# WHAT TO WORK ON:
The word "UpdateStudent" marks the lines you need; copy each of them from the data.

[Stored items]
***

//! Error types for StudentLedger
//!
//! Provides a unified error type for contract calls and the local ledger host.

use thiserror::Error;

/// Result type alias using ContractError
pub type Result<T> = std::result::Result<T, ContractError>;

/// Unified error type for StudentLedger operations
#[derive(Debug, Error)]
pub enum ContractError {
    // -------------------------------------------------------------------------
    // Record Errors
    // -------------------------------------------------------------------------
    #[error("a student record with the id '{0}' already exists")]
    AlreadyExists(String),

    #[error("the student {0} does not exist")]
    NotFound(String),

    // -------------------------------------------------------------------------
    // Host Errors (world state and event channel)
    // -------------------------------------------------------------------------
    #[error("Store error: {0}")]
    Store(String),

    #[error("Event error: {0}")]
    Event(String),

    #[error("Transaction {tx_id} conflicts on key '{key}'")]
    Conflict { tx_id: String, key: String },

    // -------------------------------------------------------------------------
    // Serialization Errors
    // -------------------------------------------------------------------------
    #[error("Serialization error: {0}")]
    Serialization(String),

    // -------------------------------------------------------------------------
    // Invocation Errors
    // -------------------------------------------------------------------------
    #[error("Invalid argument: {0}")]
    InvalidArgument(String),

    // -------------------------------------------------------------------------
    // I/O and WAL Errors
    // -------------------------------------------------------------------------
    #[error("IO error: {0}")]
    Io(#[from] std::io::Error),

    #[error("WAL corruption detected: {0}")]
    WalCorruption(String),

    // -------------------------------------------------------------------------
    // Configuration Errors
    // -------------------------------------------------------------------------
    #[error("Configuration error: {0}")]
    Config(String),
}

impl From<serde_json::Error> for ContractError {
    fn from(err: serde_json::Error) -> Self {
        ContractError::Serialization(err.to_string())
    }
}

impl From<bincode::Error> for ContractError {
    fn from(err: bincode::Error) -> Self {
        ContractError::Serialization(err.to_string())
    }
}
//! StudentLedger CLI
//!
//! Invokes the student contract against a local ledger directory.

use std::path::Path;

use clap::{Parser, Subcommand};
use studentledger::config::WalSyncStrategy;
use studentledger::contract::Function;
use studentledger::wal::WalRecovery;
use studentledger::{Command, Config, Ledger, Result};
use tracing_subscriber::{fmt, EnvFilter};

/// StudentLedger CLI
#[derive(Parser, Debug)]
#[command(name = "studentmgt")]
#[command(about = "Manage student records on a local ledger")]
#[command(version)]
struct Args {
    /// Ledger data directory
    #[arg(short, long, default_value = "./studentledger_data")]
    data_dir: String,

    /// fsync the WAL only every N transactions (default: every transaction)
    #[arg(long)]
    sync_every: Option<usize>,

    #[command(subcommand)]
    command: Commands,
}

#[derive(Subcommand, Debug)]
enum Commands {
    /// Create a student record
    Create {
        id: String,
        name: String,
        /// RFC 3339 timestamp or YYYY-MM-DD
        date_of_birth: String,
        gender: String,
        /// true/false
        graduation_status: String,
    },

    /// Read a student record
    Read { id: String },

    /// Overwrite every field of a student record
    Update {
        id: String,
        name: String,
        /// RFC 3339 timestamp or YYYY-MM-DD
        date_of_birth: String,
        gender: String,
        /// true/false
        graduation_status: String,
    },

    /// Delete a student record
    Delete { id: String },

    /// Print the record counter
    Count,

    /// Print retained committed events
    Events,

    /// Check the WAL for corruption without modifying it
    Verify,
}

fn main() {
    // Initialize tracing/logging (stderr, so stdout carries only results)
    let filter = EnvFilter::try_from_default_env()
        .unwrap_or_else(|_| EnvFilter::new("warn,studentledger=info"));

    fmt()
        .with_env_filter(filter)
        .with_target(true)
        .with_writer(std::io::stderr)
        .init();

    let args = Args::parse();

    if let Err(e) = run(args) {
        tracing::error!("{}", e);
        std::process::exit(1);
    }
}

fn run(args: Args) -> Result<()> {
    let mut builder = Config::builder().data_dir(&args.data_dir);
    if let Some(count) = args.sync_every {
        builder = builder.wal_sync_strategy(WalSyncStrategy::EveryNEntries { count });
    }
    let config = builder.build();

    if let Commands::Verify = args.command {
        // Verify reads the WAL as-is; opening the ledger would repair it
        return print_verification(&Ledger::wal_path_for(&config.data_dir));
    }

    let ledger = Ledger::open(config)?;

    match args.command {
        Commands::Create {
            id,
            name,
            date_of_birth,
            gender,
            graduation_status,
        } => {
            let fields = [id, name, date_of_birth, gender, graduation_status];
            let command = Command::parse(Function::CreateStudent.name(), &fields)?;
            let outcome = ledger.submit(&command)?;
            tracing::info!("committed {} at lsn {}", outcome.receipt.tx_id, outcome.receipt.lsn);
        }
        Commands::Read { id } => {
            let payload = ledger.evaluate(&Command::ReadStudent { id })?;
            println!("{}", String::from_utf8_lossy(&payload));
        }
        Commands::Update {
            id,
            name,
            date_of_birth,
            gender,
            graduation_status,
        } => {
            let fields = [id, name, date_of_birth, gender, graduation_status];
            let command = Command::parse(Function::UpdateStudent.name(), &fields)?;
            let outcome = ledger.submit(&command)?;
            tracing::info!("committed {} at lsn {}", outcome.receipt.tx_id, outcome.receipt.lsn);
        }
        Commands::Delete { id } => {
            let outcome = ledger.submit(&Command::DeleteStudent { id })?;
            tracing::info!("committed {} at lsn {}", outcome.receipt.tx_id, outcome.receipt.lsn);
        }
        Commands::Count => {
            let payload = ledger.evaluate(&Command::GetRecordCount)?;
            println!("{}", String::from_utf8_lossy(&payload));
        }
        Commands::Events => {
            for committed in ledger.events() {
                println!(
                    "{}\t{}\t{}\t{}",
                    committed.lsn,
                    committed.tx_id,
                    committed.event.name,
                    committed.event.payload_text()
                );
            }
        }
        Commands::Verify => print_verification(ledger.wal_path())?,
    }

    ledger.close()
}

fn print_verification(wal_path: &Path) -> Result<()> {
    let result = WalRecovery::verify(wal_path)?;
    println!(
        "entries={} corrupted={} last_lsn={} clean={}",
        result.entries_recovered,
        result.entries_corrupted,
        result.last_lsn,
        !result.was_truncated
    );
    Ok(())
}
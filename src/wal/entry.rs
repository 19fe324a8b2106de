//! WAL Entry definitions
//!
//! Defines the structure of individual WAL log entries and their framing.

use std::time::{SystemTime, UNIX_EPOCH};

use serde::{Deserialize, Serialize};

use crate::context::ChaincodeEvent;
use crate::error::{ContractError, Result};

/// Header size: LSN (8) + CRC (4) + Len (4)
pub const HEADER_SIZE: usize = 16;

/// Maximum data section size (64 MB)
pub const MAX_ENTRY_SIZE: u32 = 64 * 1024 * 1024;

/// A single committed transaction in the WAL
#[derive(Debug, Clone, PartialEq, Eq, Serialize, Deserialize)]
pub struct WalEntry {
    /// Log Sequence Number - monotonically increasing
    pub lsn: u64,

    /// Timestamp (unix millis) when entry was created
    pub timestamp: u64,

    /// Id of the transaction this entry commits
    pub tx_id: String,

    /// World-state mutations, in application order
    pub writes: Vec<WriteOp>,

    /// Events emitted by the transaction, in emission order
    pub events: Vec<ChaincodeEvent>,
}

/// A world-state mutation
#[derive(Debug, Clone, PartialEq, Eq, Serialize, Deserialize)]
pub enum WriteOp {
    /// Put a key-value pair
    Put { key: String, value: Vec<u8> },

    /// Delete a key
    Delete { key: String },
}

impl WriteOp {
    /// Key touched by the mutation
    pub fn key(&self) -> &str {
        match self {
            WriteOp::Put { key, .. } | WriteOp::Delete { key } => key,
        }
    }
}

impl WalEntry {
    /// Create an entry stamped with the current time
    pub fn new(
        lsn: u64,
        tx_id: impl Into<String>,
        writes: Vec<WriteOp>,
        events: Vec<ChaincodeEvent>,
    ) -> Self {
        let timestamp = SystemTime::now()
            .duration_since(UNIX_EPOCH)
            .map(|d| d.as_millis() as u64)
            .unwrap_or(0);

        Self {
            lsn,
            timestamp,
            tx_id: tx_id.into(),
            writes,
            events,
        }
    }

    /// Encode the entry as a framed record: header + bincode data
    pub fn serialize(&self) -> Result<Vec<u8>> {
        let data = bincode::serialize(self)?;
        if data.len() > MAX_ENTRY_SIZE as usize {
            return Err(ContractError::Serialization(format!(
                "WAL entry too large: {} bytes (max {})",
                data.len(),
                MAX_ENTRY_SIZE
            )));
        }

        let mut frame = Vec::with_capacity(HEADER_SIZE + data.len());
        frame.extend_from_slice(&self.lsn.to_be_bytes());
        frame.extend_from_slice(&Self::compute_crc(&data).to_be_bytes());
        frame.extend_from_slice(&(data.len() as u32).to_be_bytes());
        frame.extend_from_slice(&data);

        Ok(frame)
    }

    /// Decode one framed record from the front of `bytes`
    ///
    /// Returns:
    /// - `Ok(Some((entry, consumed)))` for a complete, valid record
    /// - `Ok(None)` if `bytes` ends before the record does (torn write)
    /// - `Err(WalCorruption)` if the record is complete but invalid
    pub fn decode(bytes: &[u8]) -> Result<Option<(Self, usize)>> {
        if bytes.len() < HEADER_SIZE {
            return Ok(None);
        }

        let mut lsn_bytes = [0u8; 8];
        lsn_bytes.copy_from_slice(&bytes[0..8]);
        let lsn = u64::from_be_bytes(lsn_bytes);
        let crc = u32::from_be_bytes([bytes[8], bytes[9], bytes[10], bytes[11]]);
        let len = u32::from_be_bytes([bytes[12], bytes[13], bytes[14], bytes[15]]);

        if len > MAX_ENTRY_SIZE {
            return Err(ContractError::WalCorruption(format!(
                "entry length {} exceeds maximum {} (lsn {})",
                len, MAX_ENTRY_SIZE, lsn
            )));
        }

        let total = HEADER_SIZE + len as usize;
        if bytes.len() < total {
            return Ok(None);
        }

        let data = &bytes[HEADER_SIZE..total];
        let actual_crc = Self::compute_crc(data);
        if actual_crc != crc {
            return Err(ContractError::WalCorruption(format!(
                "CRC mismatch at lsn {}: expected {:08x}, got {:08x}",
                lsn, crc, actual_crc
            )));
        }

        let entry: WalEntry = bincode::deserialize(data)
            .map_err(|e| ContractError::WalCorruption(format!("undecodable entry: {}", e)))?;

        if entry.lsn != lsn {
            return Err(ContractError::WalCorruption(format!(
                "header lsn {} does not match entry lsn {}",
                lsn, entry.lsn
            )));
        }

        Ok(Some((entry, total)))
    }

    /// Total frame length claimed by a frame header
    ///
    /// Returns `None` when fewer than `HEADER_SIZE` bytes remain. The length
    /// is taken from the header as-is, without checking the data.
    pub fn frame_len(bytes: &[u8]) -> Option<usize> {
        if bytes.len() < HEADER_SIZE {
            return None;
        }
        let len = u32::from_be_bytes([bytes[12], bytes[13], bytes[14], bytes[15]]);
        Some(HEADER_SIZE.saturating_add(len as usize))
    }

    /// CRC32 over an entry's data section
    pub fn compute_crc(data: &[u8]) -> u32 {
        crc32fast::hash(data)
    }
}
//! Configuration for StudentLedger
//!
//! Centralized configuration with sensible defaults.

use std::path::PathBuf;

use crate::error::{ContractError, Result};

/// Reserved world-state key holding the serialized record counter
pub const RECORD_COUNT_KEY: &str = "recordCount";

/// Main configuration for a local ledger instance
#[derive(Debug, Clone)]
pub struct Config {
    // -------------------------------------------------------------------------
    // Storage Configuration
    // -------------------------------------------------------------------------
    /// Root directory for all ledger files
    /// Internal structure:
    ///   {data_dir}/
    ///     └── ledger.wal       (write-ahead log, one entry per transaction)
    pub data_dir: PathBuf,

    // -------------------------------------------------------------------------
    // WAL Configuration
    // -------------------------------------------------------------------------
    /// Sync strategy: how often to fsync WAL
    pub wal_sync_strategy: WalSyncStrategy,

    // -------------------------------------------------------------------------
    // Contract Configuration
    // -------------------------------------------------------------------------
    /// World-state key used for the record counter
    pub record_count_key: String,

    // -------------------------------------------------------------------------
    // Event Configuration
    // -------------------------------------------------------------------------
    /// Number of committed events retained in memory
    pub event_log_capacity: usize,
}

/// WAL sync strategy
#[derive(Debug, Clone, Copy)]
pub enum WalSyncStrategy {
    /// fsync after every committed transaction (safest, slowest)
    EveryWrite,

    /// fsync after N unsynced entries (balanced durability/performance)
    EveryNEntries { count: usize },
}

impl Default for Config {
    fn default() -> Self {
        Self {
            data_dir: PathBuf::from("./studentledger_data"),
            wal_sync_strategy: WalSyncStrategy::EveryWrite,
            record_count_key: RECORD_COUNT_KEY.to_string(),
            event_log_capacity: 1024,
        }
    }
}

impl Config {
    /// Create a new config builder
    pub fn builder() -> ConfigBuilder {
        ConfigBuilder::default()
    }

    /// Check the configuration for values the ledger cannot run with
    pub fn validate(&self) -> Result<()> {
        if self.record_count_key.is_empty() {
            return Err(ContractError::Config(
                "record_count_key must not be empty".to_string(),
            ));
        }
        if self.event_log_capacity == 0 {
            return Err(ContractError::Config(
                "event_log_capacity must be at least 1".to_string(),
            ));
        }
        if let WalSyncStrategy::EveryNEntries { count: 0 } = self.wal_sync_strategy {
            return Err(ContractError::Config(
                "EveryNEntries sync count must be at least 1".to_string(),
            ));
        }
        Ok(())
    }
}

/// Builder for Config
#[derive(Default)]
pub struct ConfigBuilder {
    config: Config,
}

impl ConfigBuilder {
    /// Set the data directory (root for all ledger files)
    pub fn data_dir(mut self, path: impl Into<PathBuf>) -> Self {
        self.config.data_dir = path.into();
        self
    }

    /// Set the WAL sync strategy
    pub fn wal_sync_strategy(mut self, strategy: WalSyncStrategy) -> Self {
        self.config.wal_sync_strategy = strategy;
        self
    }

    /// Set the world-state key of the record counter
    pub fn record_count_key(mut self, key: impl Into<String>) -> Self {
        self.config.record_count_key = key.into();
        self
    }

    /// Set how many committed events are kept in memory
    pub fn event_log_capacity(mut self, capacity: usize) -> Self {
        self.config.event_log_capacity = capacity;
        self
    }

    pub fn build(self) -> Config {
        self.config
    }
}
//! Command definitions
//!
//! The invocation surface of the contract: a function name plus string
//! arguments, as a ledger client submits them.
//!
//! ## Functions
//! - `CreateStudent`  - id, name, dateOfBirth, gender, graduationStatus
//! - `ReadStudent`    - id
//! - `UpdateStudent`  - id, name, dateOfBirth, gender, graduationStatus
//! - `DeleteStudent`  - id
//! - `GetRecordCount` - no arguments
//!
//! Dates are RFC 3339 (`2024-01-02T15:04:05Z`) or a plain `YYYY-MM-DD`,
//! which is read as midnight UTC.

use chrono::{DateTime, NaiveDate, Utc};

use crate::error::{ContractError, Result};

/// Function types
#[derive(Debug, Clone, Copy, PartialEq, Eq)]
pub enum Function {
    CreateStudent,
    ReadStudent,
    UpdateStudent,
    DeleteStudent,
    GetRecordCount,
}

impl Function {
    /// All callable functions
    pub const ALL: [Function; 5] = [
        Function::CreateStudent,
        Function::ReadStudent,
        Function::UpdateStudent,
        Function::DeleteStudent,
        Function::GetRecordCount,
    ];

    /// Name a client uses to invoke the function
    pub fn name(self) -> &'static str {
        match self {
            Function::CreateStudent => "CreateStudent",
            Function::ReadStudent => "ReadStudent",
            Function::UpdateStudent => "UpdateStudent",
            Function::DeleteStudent => "DeleteStudent",
            Function::GetRecordCount => "GetRecordCount",
        }
    }

    /// Look a function up by its invocation name
    pub fn from_name(name: &str) -> Option<Self> {
        Self::ALL.into_iter().find(|f| f.name() == name)
    }

    /// Number of string arguments the function takes
    pub fn arity(self) -> usize {
        match self {
            Function::CreateStudent | Function::UpdateStudent => 5,
            Function::ReadStudent | Function::DeleteStudent => 1,
            Function::GetRecordCount => 0,
        }
    }
}

/// A parsed invocation
#[derive(Debug, Clone, PartialEq, Eq)]
pub enum Command {
    /// Create a new student record
    CreateStudent {
        id: String,
        name: String,
        date_of_birth: DateTime<Utc>,
        gender: String,
        graduation_status: bool,
    },

    /// Read a student record
    ReadStudent { id: String },

    /// Overwrite every field of an existing record
    UpdateStudent {
        id: String,
        name: String,
        date_of_birth: DateTime<Utc>,
        gender: String,
        graduation_status: bool,
    },

    /// Delete a student record
    DeleteStudent { id: String },

    /// Read the record counter
    GetRecordCount,
}

impl Command {
    /// Parse a function name and its string arguments
    pub fn parse<S: AsRef<str>>(function: &str, args: &[S]) -> Result<Self> {
        let func = Function::from_name(function).ok_or_else(|| {
            ContractError::InvalidArgument(format!("unknown function '{}'", function))
        })?;

        if args.len() != func.arity() {
            return Err(ContractError::InvalidArgument(format!(
                "{} expects {} arguments, got {}",
                func.name(),
                func.arity(),
                args.len()
            )));
        }

        let arg = |i: usize| args[i].as_ref().to_string();

        let command = match func {
            Function::CreateStudent => Command::CreateStudent {
                id: arg(0),
                name: arg(1),
                date_of_birth: parse_date(args[2].as_ref())?,
                gender: arg(3),
                graduation_status: parse_bool(args[4].as_ref())?,
            },
            Function::UpdateStudent => Command::UpdateStudent {
                id: arg(0),
                name: arg(1),
                date_of_birth: parse_date(args[2].as_ref())?,
                gender: arg(3),
                graduation_status: parse_bool(args[4].as_ref())?,
            },
            Function::ReadStudent => Command::ReadStudent { id: arg(0) },
            Function::DeleteStudent => Command::DeleteStudent { id: arg(0) },
            Function::GetRecordCount => Command::GetRecordCount,
        };

        Ok(command)
    }

    /// Get the function type
    pub fn function(&self) -> Function {
        match self {
            Command::CreateStudent { .. } => Function::CreateStudent,
            Command::ReadStudent { .. } => Function::ReadStudent,
            Command::UpdateStudent { .. } => Function::UpdateStudent,
            Command::DeleteStudent { .. } => Function::DeleteStudent,
            Command::GetRecordCount => Function::GetRecordCount,
        }
    }

    /// Whether the command leaves the world state untouched
    pub fn is_read_only(&self) -> bool {
        matches!(self, Command::ReadStudent { .. } | Command::GetRecordCount)
    }
}

/// Parse an RFC 3339 timestamp or a `YYYY-MM-DD` date (midnight UTC)
pub fn parse_date(raw: &str) -> Result<DateTime<Utc>> {
    if let Ok(ts) = DateTime::parse_from_rfc3339(raw) {
        return Ok(ts.with_timezone(&Utc));
    }

    NaiveDate::parse_from_str(raw, "%Y-%m-%d")
        .ok()
        .and_then(|date| date.and_hms_opt(0, 0, 0))
        .map(|naive| naive.and_utc())
        .ok_or_else(|| ContractError::InvalidArgument(format!("invalid date '{}'", raw)))
}

/// Parse a boolean the way ledger clients encode it
pub fn parse_bool(raw: &str) -> Result<bool> {
    match raw {
        "1" | "t" | "T" | "true" | "TRUE" | "True" => Ok(true),
        "0" | "f" | "F" | "false" | "FALSE" | "False" => Ok(false),
        _ => Err(ContractError::InvalidArgument(format!(
            "invalid boolean '{}'",
            raw
        ))),
    }
}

***

# RESPONSE TO THE EXERCISE:
            let command = Command::parse(Function::UpdateStudent.name(), &fields)?;
//! - `UpdateStudent`  - id, name, dateOfBirth, gender, graduationStatus
    UpdateStudent,
        Function::UpdateStudent,
            Function::UpdateStudent => "UpdateStudent",
            Function::CreateStudent | Function::UpdateStudent => 5,
    UpdateStudent {
            Function::UpdateStudent => Command::UpdateStudent {
            Command::UpdateStudent { .. } => Function::UpdateStudent,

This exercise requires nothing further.